Chips, tacos et cigarettes
Samedi soir dernier, le taxi m'a déposé « à trois blocs du stade ». Il y avait des bouchons sur la Calzada de Tlalpan, alors il m'a suggéré de descendre du véhicule, arrêté au milieu des trois voies, et de me faufiler jusqu'à la chaussée pour rejoindre ma destination à la marche.

C'est toujours le meilleur moment, selon moi. Le stade n'est visible de nulle part, mais il est déjà là, partout. Sur les panneaux routiers. Dans le flux de supporters qui convergent en cortège vers le lieu de l'affrontement, maillot jaune du Club América (qui partage le stade avec Cruz Azul) sur le dos. Dans le nom des puestos, ces stands de nourriture qui essaiment partout les soirs de rencontres : « Tacos Azteca », indique une banderole criarde sur un food-truck de fortune.
Dans la rue, des vendeurs à la sauvette de maillots, casquettes, fanions, posés à même le sol sur des couvertures, écoulent leur matos tant bien que mal. Après une quinzaine de minutes de marche, et une succession de stands de chips, de cigarettes et de bonbons, le stade apparaît enfin.

Il est sombre. On est bien loin des nouveaux standards européens, de la bouée multicolore de Munich et autres arenas flambant neuves, éclairées par un déluge de lumens. Il est imposant, aussi, mais pas spécialement spectaculaire. C'est un édifice de béton à l'ancienne, qui rappelle un peu l'extérieur du vieux Sanchez-Pizjuan de Séville, en version king size.

Cette relative austérité architecturale contraste avec la vie qui grouille alentour. Deux heures avant le coup d'envoi, l'immense esplanade qui sert d'accès central au monument est déjà noire de monde. Comme la rampe d'accès qui le relie à la station de métro, constellée de vendeurs ambulants de street food. Ça sent le maïs cuit et le cochon rôti.

La lunette d'Ochoa
Je n'ai pas acheté de place en ligne : on m'a dit qu'il en restait tout le temps le soir même, au guichet. Je ne trouve pas le guichet (= j'ai la flemme de le chercher), alors un stadier m'indique « une amie » qui pourra me dépanner. Elle sort une liasse de places de son sac à dos et il m'en coûte 200 pesos (environ 9 euros) pour me procurer le sésame qui me donnera accès au deuxième anneau, avec vue panoramique sur la Liga MX.
Avant d'entrer, il faut toutefois se délester de sa ceinture, considérée comme une arme par destination par les autorités locales (et les supporters les plus calientes). Je la dépose dans une des nombreuses consignes privées à l'entrée du stade. Contre 20 pesos, c'est un dénommé David qui veillera sur le précieux objet. Tant pis si j'arrive en haut des gradins avec le jean au niveau des genoux.

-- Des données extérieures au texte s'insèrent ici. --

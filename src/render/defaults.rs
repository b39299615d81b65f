//! Default sizes, colors and layout constants (pixels unless noted)

use crate::color::Color;

pub const CANVAS_WIDTH: f64 = 975.0;
pub const CANVAS_HEIGHT: f64 = 610.0;
/// Gap kept between fitted geometry and the canvas edge
pub const FIT_PADDING: f64 = 20.0;

pub const BACKGROUND: Color = Color::WHITE;
pub const NATION_FILL: Color = Color::rgb(0xf3, 0xf4, 0xf6);
pub const NATION_STROKE: Color = Color::rgb(0x6b, 0x72, 0x80);
pub const NATION_STROKE_WIDTH: f64 = 1.0;
pub const REGION_FILL: Color = Color::rgb(0xe5, 0xe7, 0xeb);
pub const REGION_STROKE: Color = Color::WHITE;
pub const REGION_STROKE_WIDTH: f64 = 0.75;

pub const SYMBOL_SIZE: f64 = 10.0;
pub const SYMBOL_FILL: Color = Color::rgb(0x25, 0x63, 0xeb);
pub const SYMBOL_STROKE: Color = Color::WHITE;
pub const SYMBOL_STROKE_WIDTH: f64 = 1.0;
pub const SYMBOL_OPACITY: f64 = 0.85;
pub const SIZE_RANGE_MIN: f64 = 4.0;
pub const SIZE_RANGE_MAX: f64 = 30.0;

pub const CONTINUOUS_MIN_COLOR: Color = Color::rgb(0xef, 0xf3, 0xff);
pub const CONTINUOUS_MAX_COLOR: Color = Color::rgb(0x08, 0x51, 0x9c);
/// Tableau 10
pub const CATEGORY_PALETTE: [Color; 10] = [
    Color::rgb(0x4e, 0x79, 0xa7),
    Color::rgb(0xf2, 0x8e, 0x2b),
    Color::rgb(0xe1, 0x57, 0x59),
    Color::rgb(0x76, 0xb7, 0xb2),
    Color::rgb(0x59, 0xa1, 0x4f),
    Color::rgb(0xed, 0xc9, 0x48),
    Color::rgb(0xb0, 0x7a, 0xa1),
    Color::rgb(0xff, 0x9d, 0xa7),
    Color::rgb(0x9c, 0x75, 0x5f),
    Color::rgb(0xba, 0xb0, 0xac),
];

pub const FONT_FAMILY: &str = "Inter, Helvetica, Arial, sans-serif";
pub const FONT_SIZE: f64 = 12.0;
pub const LABEL_COLOR: Color = Color::rgb(0x11, 0x18, 0x27);
/// Gap between a label and the edge of its symbol
pub const LABEL_GAP: f64 = 4.0;
/// Estimated glyph advance in em
pub const CHAR_WIDTH_EM: f64 = 0.6;
pub const LINE_HEIGHT_EM: f64 = 1.2;
/// Auto placement keeps label boxes this far inside the canvas
pub const EDGE_MARGIN: f64 = 4.0;

pub const LEGEND_GAP: f64 = 16.0;
pub const LEGEND_PADDING: f64 = 8.0;
pub const LEGEND_TITLE_SIZE: f64 = 12.0;
pub const LEGEND_TEXT_SIZE: f64 = 11.0;
pub const LEGEND_BAR_WIDTH: f64 = 200.0;
pub const LEGEND_BAR_HEIGHT: f64 = 12.0;
pub const LEGEND_SWATCH: f64 = 12.0;
pub const LEGEND_ROW_HEIGHT: f64 = 18.0;
pub const LEGEND_MAX_ENTRIES: usize = 10;

pub const PATH_STROKE: Color = Color::rgb(0xdc, 0x26, 0x26);
pub const PATH_STROKE_WIDTH: f64 = 2.0;
pub const PATH_OUTLINE: Color = Color::WHITE;
/// Marker size as a multiple of stroke width
pub const MARKER_SCALE: f64 = 4.0;
pub const HANDLE_RADIUS: f64 = 5.0;
pub const CONTROL_HANDLE_RADIUS: f64 = 3.5;
pub const HANDLE_COLOR: Color = Color::rgb(0x25, 0x63, 0xeb);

Le stade est effectivement gigantesque : jadis, ils étaient plus de 100.000 à s'entasser dans les gradins (jusqu'à 136.274 pour un Chavez vs Haugen, et 114.580 pour la finale du Mundial 86, selon Wikipédia).
Aujourd'hui, la capacité est limitée à 87.000 aficionados, mais pour cette anonyme rencontre de début de tournoi de Clausura 2022 (également appelé tournoi Grita Mexico), nous devons à peine être la moitié : une sorte de jauge covid sans jauge covid. Cela n'empêche évidemment pas les porras de chanter, du début jusqu'à la fin : on est en Amérique latine.

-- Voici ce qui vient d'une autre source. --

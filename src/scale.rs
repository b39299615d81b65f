//! Size and color scales for symbols and choropleth fills.
//!
//! Every scale degrades instead of failing: a missing or degenerate domain
//! yields a flat scale that always answers with the caller's default.

use indexmap::IndexMap;
use serde::{Deserialize, Serialize};

use crate::color::Color;
use crate::data::Value;
use crate::render::defaults;
use crate::types::{Domain, lerp};
use crate::values::parse_number;

/// Linear size scale configuration: value domain to pixel range.
/// Unset domain endpoints come from the data.
#[derive(Debug, Clone, PartialEq, Serialize, Deserialize)]
#[serde(rename_all = "camelCase", default)]
pub struct SizeConfig {
    pub min_value: Option<f64>,
    pub max_value: Option<f64>,
    pub min_size: f64,
    pub max_size: f64,
}

impl Default for SizeConfig {
    fn default() -> Self {
        Self {
            min_value: None,
            max_value: None,
            min_size: defaults::SIZE_RANGE_MIN,
            max_size: defaults::SIZE_RANGE_MAX,
        }
    }
}

#[derive(Debug, Clone, PartialEq)]
pub enum SizeScale {
    Linear {
        domain: Domain,
        range: (f64, f64),
        fallback: f64,
    },
    Flat(f64),
}

impl SizeScale {
    /// Build from config and the data's numeric bounds. When the data has a
    /// single distinct value (or none) no scale is built.
    pub fn build(config: &SizeConfig, data_bounds: Option<(f64, f64)>, flat: f64) -> SizeScale {
        let Some((lo, hi)) = data_bounds else {
            return SizeScale::Flat(flat);
        };
        if lo == hi {
            crate::log::debug!(value = lo, "size data has one value, using flat size");
            return SizeScale::Flat(flat);
        }
        let min = config.min_value.unwrap_or(lo);
        let max = config.max_value.unwrap_or(hi);
        match Domain::try_new(min, max) {
            Ok(domain) => SizeScale::Linear {
                domain,
                range: (config.min_size, config.max_size),
                fallback: flat,
            },
            Err(_e) => {
                crate::log::debug!(error = %_e, "size domain unusable, using flat size");
                SizeScale::Flat(flat)
            }
        }
    }

    pub fn size_for(&self, value: Option<&Value>) -> f64 {
        match self {
            SizeScale::Flat(s) => *s,
            SizeScale::Linear {
                domain,
                range,
                fallback,
            } => match value.and_then(parse_number) {
                Some(v) => lerp(range.0, range.1, domain.normalize_clamped(v)),
                None => *fallback,
            },
        }
    }

    pub fn is_flat(&self) -> bool {
        matches!(self, SizeScale::Flat(_))
    }
}

/// Continuous color scale configuration: two stops, or three when a
/// midpoint color is set
#[derive(Debug, Clone, PartialEq, Serialize, Deserialize)]
#[serde(rename_all = "camelCase", default)]
pub struct ContinuousConfig {
    pub min: Option<f64>,
    pub mid: Option<f64>,
    pub max: Option<f64>,
    pub min_color: Color,
    pub mid_color: Option<Color>,
    pub max_color: Color,
}

impl Default for ContinuousConfig {
    fn default() -> Self {
        Self {
            min: None,
            mid: None,
            max: None,
            min_color: defaults::CONTINUOUS_MIN_COLOR,
            mid_color: None,
            max_color: defaults::CONTINUOUS_MAX_COLOR,
        }
    }
}

#[derive(Debug, Clone, PartialEq, Serialize, Deserialize)]
#[serde(rename_all = "camelCase")]
pub struct CategoryColor {
    pub category: String,
    pub color: Color,
}

/// Categorical color configuration: explicit assignments win, other
/// values take palette colors in unique-value order
#[derive(Debug, Clone, PartialEq, Serialize, Deserialize)]
#[serde(rename_all = "camelCase", default)]
pub struct CategoricalConfig {
    pub categories: Vec<CategoryColor>,
    pub palette: Vec<Color>,
}

impl Default for CategoricalConfig {
    fn default() -> Self {
        Self {
            categories: Vec::new(),
            palette: defaults::CATEGORY_PALETTE.to_vec(),
        }
    }
}

#[derive(Debug, Clone, PartialEq, Serialize, Deserialize)]
#[serde(tag = "type", rename_all = "camelCase")]
pub enum ColorScaleConfig {
    Continuous(ContinuousConfig),
    Categorical(CategoricalConfig),
}

impl Default for ColorScaleConfig {
    fn default() -> Self {
        ColorScaleConfig::Continuous(ContinuousConfig::default())
    }
}

/// Piecewise-linear interpolation over two or three stops
#[derive(Debug, Clone, PartialEq)]
pub struct ContinuousScale {
    pub domain: Domain,
    pub min_color: Color,
    /// Midpoint value and color
    pub mid: Option<(f64, Color)>,
    pub max_color: Color,
}

impl ContinuousScale {
    pub fn color_at(&self, v: f64) -> Color {
        let t = self.domain.normalize_clamped(v);
        let Some((mid_value, mid_color)) = self.mid else {
            return self.min_color.mix(self.max_color, t);
        };
        let t_mid = self.domain.normalize_clamped(mid_value);
        if t <= t_mid {
            if t_mid == 0.0 {
                mid_color
            } else {
                self.min_color.mix(mid_color, t / t_mid)
            }
        } else {
            mid_color.mix(self.max_color, (t - t_mid) / (1.0 - t_mid))
        }
    }

    /// Gradient stops as (offset in [0, 1], color)
    pub fn stops(&self) -> Vec<(f64, Color)> {
        let mut stops = vec![(0.0, self.min_color)];
        if let Some((v, c)) = self.mid {
            stops.push((self.domain.normalize_clamped(v), c));
        }
        stops.push((1.0, self.max_color));
        stops
    }
}

#[derive(Debug, Clone, PartialEq)]
pub struct CategoricalScale {
    /// Category -> color in unique-value order
    pub assignments: IndexMap<String, Color>,
}

#[derive(Debug, Clone, PartialEq)]
pub enum ColorScale {
    Continuous(ContinuousScale),
    Categorical(CategoricalScale),
    /// Degenerate or missing domain: everything takes the default
    Flat(Color),
}

impl ColorScale {
    /// Build a scale from its configuration.
    ///
    /// `bounds` are the numeric bounds of the bound column and `unique` its
    /// distinct display values in first-appearance order.
    pub fn build(
        config: &ColorScaleConfig,
        bounds: Option<(f64, f64)>,
        unique: &[String],
        default: Color,
    ) -> ColorScale {
        match config {
            ColorScaleConfig::Continuous(c) => {
                let min = c.min.or(bounds.map(|b| b.0));
                let max = c.max.or(bounds.map(|b| b.1));
                let (Some(min), Some(max)) = (min, max) else {
                    return ColorScale::Flat(default);
                };
                match Domain::try_new(min, max) {
                    Ok(domain) => ColorScale::Continuous(ContinuousScale {
                        domain,
                        min_color: c.min_color,
                        mid: c
                            .mid_color
                            .map(|color| (c.mid.unwrap_or((min + max) / 2.0), color)),
                        max_color: c.max_color,
                    }),
                    Err(_e) => {
                        crate::log::debug!(error = %_e, "color domain unusable, using default");
                        ColorScale::Flat(default)
                    }
                }
            }
            ColorScaleConfig::Categorical(c) => {
                let mut assignments = IndexMap::new();
                for (i, value) in unique.iter().enumerate() {
                    let explicit = c
                        .categories
                        .iter()
                        .find(|cc| cc.category == *value)
                        .map(|cc| cc.color);
                    let color = explicit
                        .or_else(|| (!c.palette.is_empty()).then(|| c.palette[i % c.palette.len()]))
                        .unwrap_or(default);
                    assignments.insert(value.clone(), color);
                }
                ColorScale::Categorical(CategoricalScale { assignments })
            }
        }
    }

    /// Color for a cell, or `None` when the cell does not map (the caller
    /// applies its default)
    pub fn color_for(&self, value: &Value) -> Option<Color> {
        match self {
            ColorScale::Flat(c) => Some(*c),
            ColorScale::Continuous(s) => parse_number(value).map(|v| s.color_at(v)),
            ColorScale::Categorical(s) => {
                let key = value.to_string();
                s.assignments.get(key.trim()).copied()
            }
        }
    }
}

Le match entre Club América et l'Atlas Futbol Club (de Guadalajara) est insipide : les visiteurs nettoient malgré tout la lunette de Guillermo Ochoa - bien connu des supporters de Ligue 1 - sur un contre en deuxième mi-temps, avant d'enfoncer le clou sur un tir en pivot qui fait « gamelle » dans le temps additionnel.

Je l'écris ici pour pouvoir m'en souvenir demain : mon cerveau n'utilisera probablement pas beaucoup de ses capacités de stockage pour enregistrer les images des « exploits » du soir. Il ne restera sans doute pas grand-chose de cette rencontre dans trente ans, ni peut-être dans deux. Mais je pourrai quand même dire que j'ai vu un match un match au Stade Aztèque.